> **Task directions**: In the entries below, work out how many lines include "killed", and write only that number.

──────── Data to use

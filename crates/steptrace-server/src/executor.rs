//! Runs trace requests under a deadline.
//!
//! Tracing is synchronous and has no timeout of its own. A runaway program
//! can only be stopped from outside, so by default every request gets its
//! own `steptrace worker` process, killed when the deadline expires.

use std::path::{Path, PathBuf};
use std::process::Stdio;
use std::time::Duration;

use steptrace_tracer::{Trace, TraceRequest};
use tokio::io::AsyncWriteExt;
use tokio::process::Command;

use crate::error::ApiError;

#[derive(Debug, Clone)]
pub enum Executor {
    /// One `steptrace worker` process per request.
    Subprocess { worker: PathBuf },
    /// The server's blocking thread pool. A call that misses its deadline is
    /// abandoned, not stopped: it keeps its thread until the program ends.
    Inline,
}

impl Executor {
    pub async fn run(&self, request: TraceRequest, deadline: Duration) -> Result<Trace, ApiError> {
        match self {
            Executor::Subprocess { worker } => run_worker(worker, &request, deadline).await,
            Executor::Inline => run_inline(request, deadline).await,
        }
    }
}

async fn run_worker(
    worker: &Path,
    request: &TraceRequest,
    deadline: Duration,
) -> Result<Trace, ApiError> {
    let payload = serde_json::to_vec(request)
        .map_err(|e| ApiError::InternalError(format!("failed to encode request: {e}")))?;

    let mut child = Command::new(worker)
        .arg("worker")
        .stdin(Stdio::piped())
        .stdout(Stdio::piped())
        .stderr(Stdio::inherit())
        .kill_on_drop(true)
        .spawn()
        .map_err(|e| {
            ApiError::InternalError(format!("failed to start worker '{}': {e}", worker.display()))
        })?;
    let mut stdin = child
        .stdin
        .take()
        .ok_or_else(|| ApiError::InternalError("worker stdin unavailable".to_string()))?;

    // Dropping this future on timeout drops `child`, which kills it.
    let exchange = async move {
        stdin.write_all(&payload).await?;
        drop(stdin);
        child.wait_with_output().await
    };

    let output = match tokio::time::timeout(deadline, exchange).await {
        Ok(output) => output?,
        Err(_) => {
            tracing::warn!(timeout_secs = deadline.as_secs(), "worker killed at deadline");
            return Err(ApiError::Timeout {
                seconds: deadline.as_secs(),
            });
        }
    };
    if !output.status.success() {
        return Err(ApiError::InternalError(format!(
            "worker exited with {}",
            output.status
        )));
    }
    serde_json::from_slice(&output.stdout)
        .map_err(|e| ApiError::InternalError(format!("worker answered with invalid JSON: {e}")))
}

async fn run_inline(request: TraceRequest, deadline: Duration) -> Result<Trace, ApiError> {
    let task = tokio::task::spawn_blocking(move || request.run());
    match tokio::time::timeout(deadline, task).await {
        Ok(Ok(trace)) => Ok(trace),
        Ok(Err(join_error)) => Err(ApiError::InternalError(format!(
            "tracing task failed: {join_error}"
        ))),
        Err(_) => {
            tracing::warn!(timeout_secs = deadline.as_secs(), "inline trace abandoned at deadline");
            Err(ApiError::Timeout {
                seconds: deadline.as_secs(),
            })
        }
    }
}

#[cfg(test)]
mod tests {
    use super::*;

    #[tokio::test]
    async fn inline_returns_the_trace() {
        let trace = Executor::Inline
            .run(TraceRequest::new("x = 1\n"), Duration::from_secs(10))
            .await
            .unwrap();
        assert_eq!(trace.steps().count(), 1);
    }

    #[tokio::test]
    async fn inline_deadline_is_enforced() {
        let slow = TraceRequest::new("for i in range(20000):\n    x = i\n");
        let err = Executor::Inline.run(slow, Duration::ZERO).await.unwrap_err();
        assert!(matches!(err, ApiError::Timeout { seconds: 0 }));
    }

    #[tokio::test]
    async fn missing_worker_is_an_internal_error() {
        let executor = Executor::Subprocess {
            worker: PathBuf::from("/nonexistent/steptrace"),
        };
        let err = executor
            .run(TraceRequest::new("x = 1\n"), Duration::from_secs(1))
            .await
            .unwrap_err();
        assert!(matches!(err, ApiError::InternalError(_)));
    }
}
//! The importable built-in modules.

use std::rc::Rc;

use indexmap::IndexMap;

use crate::builtins::Builtin;
use crate::error::{raise, ExcKind, RtResult};
use crate::value::{Module, Value};

const MODULES: &[&str] = &["math", "collections", "heapq", "sys"];

/// Builds the module `name`. The returned key is the static spelling of the
/// name, used to cache the module on the interpreter.
pub(crate) fn load(name: &str) -> RtResult<(&'static str, Rc<Module>)> {
    let Some(key) = MODULES.iter().copied().find(|m| *m == name) else {
        return raise(
            ExcKind::ModuleNotFoundError,
            format!("No module named '{name}'"),
        );
    };
    let entries: Vec<(&str, Value)> = match key {
        "math" => vec![
            ("sqrt", Value::Builtin(Builtin::MathSqrt)),
            ("floor", Value::Builtin(Builtin::MathFloor)),
            ("ceil", Value::Builtin(Builtin::MathCeil)),
            ("log", Value::Builtin(Builtin::MathLog)),
            ("pow", Value::Builtin(Builtin::MathPow)),
            ("gcd", Value::Builtin(Builtin::MathGcd)),
            ("pi", Value::Float(std::f64::consts::PI)),
            ("e", Value::Float(std::f64::consts::E)),
            ("tau", Value::Float(std::f64::consts::TAU)),
            ("inf", Value::Float(f64::INFINITY)),
            ("nan", Value::Float(f64::NAN)),
        ],
        "collections" => vec![
            ("deque", Value::Builtin(Builtin::Deque)),
            ("defaultdict", Value::Builtin(Builtin::DefaultDict)),
            ("Counter", Value::Builtin(Builtin::Counter)),
        ],
        "heapq" => vec![
            ("heappush", Value::Builtin(Builtin::HeapPush)),
            ("heappop", Value::Builtin(Builtin::HeapPop)),
            ("heapify", Value::Builtin(Builtin::Heapify)),
        ],
        _ => vec![
            ("setrecursionlimit", Value::Builtin(Builtin::SysSetRecursionLimit)),
            ("getrecursionlimit", Value::Builtin(Builtin::SysGetRecursionLimit)),
            ("maxsize", Value::Int(i64::MAX)),
        ],
    };
    let attrs: IndexMap<_, _> = entries
        .into_iter()
        .map(|(attr, value)| (Rc::from(attr), value))
        .collect();
    tracing::trace!(module = key, "loaded builtin module");
    Ok((
        key,
        Rc::new(Module {
            name: Rc::from(key),
            attrs,
        }),
    ))
}

#[cfg(test)]
mod tests {
    use super::*;

    #[test]
    fn known_modules_load() {
        let (key, math) = load("math").unwrap();
        assert_eq!(key, "math");
        assert!(matches!(math.attrs.get("sqrt"), Some(Value::Builtin(Builtin::MathSqrt))));
        assert!(matches!(math.attrs.get("pi"), Some(Value::Float(_))));
    }

    #[test]
    fn unknown_module_is_not_found() {
        let err = load("numpy").unwrap_err();
        assert_eq!(err.kind(), ExcKind::ModuleNotFoundError);
        assert_eq!(err.message(), "No module named 'numpy'");
    }
}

────────────────

> **Task output**: 2